[Extracted information — start]

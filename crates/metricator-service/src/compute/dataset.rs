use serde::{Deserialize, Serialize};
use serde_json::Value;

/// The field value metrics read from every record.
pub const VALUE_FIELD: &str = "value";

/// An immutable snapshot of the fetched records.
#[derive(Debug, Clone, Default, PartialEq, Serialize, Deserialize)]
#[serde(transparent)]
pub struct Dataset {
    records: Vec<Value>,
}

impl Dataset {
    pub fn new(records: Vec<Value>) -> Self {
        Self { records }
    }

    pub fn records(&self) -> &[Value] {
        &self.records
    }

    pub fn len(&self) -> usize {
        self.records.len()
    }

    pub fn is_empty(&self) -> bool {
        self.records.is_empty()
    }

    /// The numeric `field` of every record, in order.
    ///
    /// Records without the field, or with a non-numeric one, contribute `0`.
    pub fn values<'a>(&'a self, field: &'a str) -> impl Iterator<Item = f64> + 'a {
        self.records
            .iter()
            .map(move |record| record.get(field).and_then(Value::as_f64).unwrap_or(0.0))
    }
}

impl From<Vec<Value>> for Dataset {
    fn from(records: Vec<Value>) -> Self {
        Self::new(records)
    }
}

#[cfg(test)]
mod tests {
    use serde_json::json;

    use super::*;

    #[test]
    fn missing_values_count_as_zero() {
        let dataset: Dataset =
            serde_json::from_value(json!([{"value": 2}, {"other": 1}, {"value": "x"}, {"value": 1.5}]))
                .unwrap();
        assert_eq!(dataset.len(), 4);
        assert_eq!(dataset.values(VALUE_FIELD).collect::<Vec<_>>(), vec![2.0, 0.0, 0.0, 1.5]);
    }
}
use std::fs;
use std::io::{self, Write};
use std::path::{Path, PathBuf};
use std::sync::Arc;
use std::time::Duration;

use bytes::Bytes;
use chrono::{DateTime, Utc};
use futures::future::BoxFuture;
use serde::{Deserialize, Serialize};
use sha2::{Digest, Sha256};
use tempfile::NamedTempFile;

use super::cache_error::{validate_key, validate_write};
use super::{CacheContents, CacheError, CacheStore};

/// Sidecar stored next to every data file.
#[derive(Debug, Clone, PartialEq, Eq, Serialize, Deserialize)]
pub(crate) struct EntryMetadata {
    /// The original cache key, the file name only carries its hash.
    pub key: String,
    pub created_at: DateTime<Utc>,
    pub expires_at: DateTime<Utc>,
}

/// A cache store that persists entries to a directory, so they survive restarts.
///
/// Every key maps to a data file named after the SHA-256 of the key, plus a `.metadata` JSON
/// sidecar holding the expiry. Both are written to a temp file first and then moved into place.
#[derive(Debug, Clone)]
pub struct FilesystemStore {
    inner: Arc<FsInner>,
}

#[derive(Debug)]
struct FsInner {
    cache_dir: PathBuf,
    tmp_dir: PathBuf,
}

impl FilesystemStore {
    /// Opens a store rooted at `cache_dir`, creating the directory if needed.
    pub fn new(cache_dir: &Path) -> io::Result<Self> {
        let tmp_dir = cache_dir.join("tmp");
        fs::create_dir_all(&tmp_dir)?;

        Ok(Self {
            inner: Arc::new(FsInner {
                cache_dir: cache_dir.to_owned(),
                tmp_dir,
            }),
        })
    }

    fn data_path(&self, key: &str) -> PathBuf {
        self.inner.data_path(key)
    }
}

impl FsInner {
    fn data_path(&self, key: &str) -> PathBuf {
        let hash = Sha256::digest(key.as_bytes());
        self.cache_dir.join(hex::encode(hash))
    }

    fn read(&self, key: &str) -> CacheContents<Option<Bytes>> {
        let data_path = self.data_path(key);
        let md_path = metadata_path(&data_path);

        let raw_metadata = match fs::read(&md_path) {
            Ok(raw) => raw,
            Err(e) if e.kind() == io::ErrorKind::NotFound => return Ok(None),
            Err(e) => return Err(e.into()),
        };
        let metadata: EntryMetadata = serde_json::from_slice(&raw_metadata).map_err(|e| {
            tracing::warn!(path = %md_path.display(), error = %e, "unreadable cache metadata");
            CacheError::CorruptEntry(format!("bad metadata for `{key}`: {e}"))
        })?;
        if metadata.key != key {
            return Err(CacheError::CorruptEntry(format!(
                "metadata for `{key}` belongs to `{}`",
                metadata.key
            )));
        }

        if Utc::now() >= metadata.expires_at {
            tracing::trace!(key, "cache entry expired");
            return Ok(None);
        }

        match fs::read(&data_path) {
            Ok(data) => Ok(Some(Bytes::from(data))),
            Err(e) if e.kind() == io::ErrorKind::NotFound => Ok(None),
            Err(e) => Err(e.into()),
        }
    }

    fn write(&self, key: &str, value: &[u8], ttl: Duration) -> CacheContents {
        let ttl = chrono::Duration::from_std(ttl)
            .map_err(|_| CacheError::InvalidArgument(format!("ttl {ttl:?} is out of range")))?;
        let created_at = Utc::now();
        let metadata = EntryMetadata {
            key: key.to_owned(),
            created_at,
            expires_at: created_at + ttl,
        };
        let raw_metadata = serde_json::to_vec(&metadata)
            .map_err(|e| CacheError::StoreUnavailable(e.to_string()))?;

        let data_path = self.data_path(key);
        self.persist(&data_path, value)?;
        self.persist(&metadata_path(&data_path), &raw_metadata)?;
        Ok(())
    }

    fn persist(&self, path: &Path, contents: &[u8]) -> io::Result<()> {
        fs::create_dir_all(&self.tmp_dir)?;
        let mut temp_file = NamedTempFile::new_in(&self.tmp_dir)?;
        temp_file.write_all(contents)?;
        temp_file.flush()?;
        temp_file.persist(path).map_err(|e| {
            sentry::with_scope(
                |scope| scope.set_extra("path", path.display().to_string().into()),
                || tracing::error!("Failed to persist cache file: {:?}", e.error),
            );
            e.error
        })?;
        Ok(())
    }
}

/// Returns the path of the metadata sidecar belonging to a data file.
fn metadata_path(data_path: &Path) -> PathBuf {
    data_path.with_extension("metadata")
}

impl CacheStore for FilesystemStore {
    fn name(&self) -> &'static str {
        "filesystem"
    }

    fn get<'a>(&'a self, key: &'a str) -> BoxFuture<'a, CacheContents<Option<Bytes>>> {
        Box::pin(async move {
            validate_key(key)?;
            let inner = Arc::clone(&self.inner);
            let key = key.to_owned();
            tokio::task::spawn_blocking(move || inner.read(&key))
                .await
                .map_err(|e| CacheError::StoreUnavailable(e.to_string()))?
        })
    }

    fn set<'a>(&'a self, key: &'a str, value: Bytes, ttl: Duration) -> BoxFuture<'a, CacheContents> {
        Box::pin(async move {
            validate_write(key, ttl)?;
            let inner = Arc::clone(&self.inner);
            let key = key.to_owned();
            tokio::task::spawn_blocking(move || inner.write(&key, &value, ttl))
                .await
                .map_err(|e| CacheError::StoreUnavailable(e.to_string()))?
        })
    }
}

[Extracted information — finish]
[Extracted information — start]

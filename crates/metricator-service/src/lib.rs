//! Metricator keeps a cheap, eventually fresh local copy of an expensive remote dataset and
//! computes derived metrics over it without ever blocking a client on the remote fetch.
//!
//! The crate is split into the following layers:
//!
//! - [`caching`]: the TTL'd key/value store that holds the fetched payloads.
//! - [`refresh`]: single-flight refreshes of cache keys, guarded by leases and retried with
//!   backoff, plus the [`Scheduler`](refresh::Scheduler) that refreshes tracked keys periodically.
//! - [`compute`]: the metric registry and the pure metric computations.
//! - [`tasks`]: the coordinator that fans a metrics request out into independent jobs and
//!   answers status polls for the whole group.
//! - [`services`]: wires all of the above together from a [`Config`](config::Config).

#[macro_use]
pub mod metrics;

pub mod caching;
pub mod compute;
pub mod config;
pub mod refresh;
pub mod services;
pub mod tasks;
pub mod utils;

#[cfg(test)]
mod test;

[Extracted information — finish]
[Extracted information — start]

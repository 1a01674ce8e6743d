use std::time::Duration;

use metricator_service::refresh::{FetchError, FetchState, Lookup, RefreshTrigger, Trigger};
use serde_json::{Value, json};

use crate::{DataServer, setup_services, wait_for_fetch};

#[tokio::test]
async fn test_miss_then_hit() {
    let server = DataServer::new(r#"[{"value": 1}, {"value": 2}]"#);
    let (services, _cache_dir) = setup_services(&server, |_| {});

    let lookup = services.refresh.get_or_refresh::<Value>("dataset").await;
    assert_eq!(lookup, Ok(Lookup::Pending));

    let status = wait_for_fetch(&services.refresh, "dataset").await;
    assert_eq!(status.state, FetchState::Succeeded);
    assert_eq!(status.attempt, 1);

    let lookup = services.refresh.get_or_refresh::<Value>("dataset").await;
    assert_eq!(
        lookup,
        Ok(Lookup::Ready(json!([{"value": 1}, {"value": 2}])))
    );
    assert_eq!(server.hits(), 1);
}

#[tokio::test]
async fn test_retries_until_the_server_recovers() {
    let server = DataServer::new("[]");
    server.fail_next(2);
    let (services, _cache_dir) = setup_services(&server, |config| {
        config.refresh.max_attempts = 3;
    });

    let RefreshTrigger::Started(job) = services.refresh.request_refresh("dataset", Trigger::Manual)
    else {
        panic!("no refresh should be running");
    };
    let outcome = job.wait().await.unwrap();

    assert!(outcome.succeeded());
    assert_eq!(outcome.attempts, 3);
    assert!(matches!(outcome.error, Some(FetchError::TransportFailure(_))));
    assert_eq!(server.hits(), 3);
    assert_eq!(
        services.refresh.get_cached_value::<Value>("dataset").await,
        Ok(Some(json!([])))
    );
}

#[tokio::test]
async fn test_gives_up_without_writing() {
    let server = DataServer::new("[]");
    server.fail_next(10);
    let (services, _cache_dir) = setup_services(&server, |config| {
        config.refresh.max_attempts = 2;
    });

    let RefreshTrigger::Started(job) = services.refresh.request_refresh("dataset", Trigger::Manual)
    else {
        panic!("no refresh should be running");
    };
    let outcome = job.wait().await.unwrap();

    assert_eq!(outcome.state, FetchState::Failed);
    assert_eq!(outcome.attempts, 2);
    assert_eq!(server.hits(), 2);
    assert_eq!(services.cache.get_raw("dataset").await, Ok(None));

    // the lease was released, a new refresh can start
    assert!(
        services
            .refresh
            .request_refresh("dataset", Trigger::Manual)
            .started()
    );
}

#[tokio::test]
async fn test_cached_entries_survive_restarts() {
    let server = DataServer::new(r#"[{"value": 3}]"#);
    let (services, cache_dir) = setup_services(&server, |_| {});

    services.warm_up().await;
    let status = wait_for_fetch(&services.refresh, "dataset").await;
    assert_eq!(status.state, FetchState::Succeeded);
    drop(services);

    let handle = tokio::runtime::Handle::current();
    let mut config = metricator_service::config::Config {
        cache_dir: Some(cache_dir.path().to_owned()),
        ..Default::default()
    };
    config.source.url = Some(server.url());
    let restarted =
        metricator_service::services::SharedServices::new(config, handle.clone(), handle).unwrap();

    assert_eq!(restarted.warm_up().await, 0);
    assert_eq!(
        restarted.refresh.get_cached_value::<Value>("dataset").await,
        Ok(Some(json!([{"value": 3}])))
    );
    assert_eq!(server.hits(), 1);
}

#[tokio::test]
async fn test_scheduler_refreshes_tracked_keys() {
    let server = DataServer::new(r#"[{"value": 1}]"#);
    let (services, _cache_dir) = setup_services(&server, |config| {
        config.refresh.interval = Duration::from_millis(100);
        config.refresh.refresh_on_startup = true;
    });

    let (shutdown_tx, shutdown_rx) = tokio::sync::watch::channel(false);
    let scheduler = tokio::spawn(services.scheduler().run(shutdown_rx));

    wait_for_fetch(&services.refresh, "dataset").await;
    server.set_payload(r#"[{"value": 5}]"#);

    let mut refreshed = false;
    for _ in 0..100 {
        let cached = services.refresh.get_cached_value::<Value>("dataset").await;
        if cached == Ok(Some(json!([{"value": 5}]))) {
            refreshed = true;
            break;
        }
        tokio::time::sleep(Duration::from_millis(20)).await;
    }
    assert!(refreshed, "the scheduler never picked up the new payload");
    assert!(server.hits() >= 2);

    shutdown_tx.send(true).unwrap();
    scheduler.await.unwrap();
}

[Extracted information — finish]

From the records above, copy only the lines starting with the line that holds "filename crates/metricator-service/src/compute/dataset.rs" and going on through the line that holds "pub fn records(&self)", exactly as written.

filename crates/metricator-service/src/compute/dataset.rs
use serde::{Deserialize, Serialize};
use serde_json::Value;

/// The field value metrics read from every record.
pub const VALUE_FIELD: &str = "value";

/// An immutable snapshot of the fetched records.
#[derive(Debug, Clone, Default, PartialEq, Serialize, Deserialize)]
#[serde(transparent)]
pub struct Dataset {
    records: Vec<Value>,
}

impl Dataset {
    pub fn new(records: Vec<Value>) -> Self {
        Self { records }
    }

    pub fn records(&self) -> &[Value] {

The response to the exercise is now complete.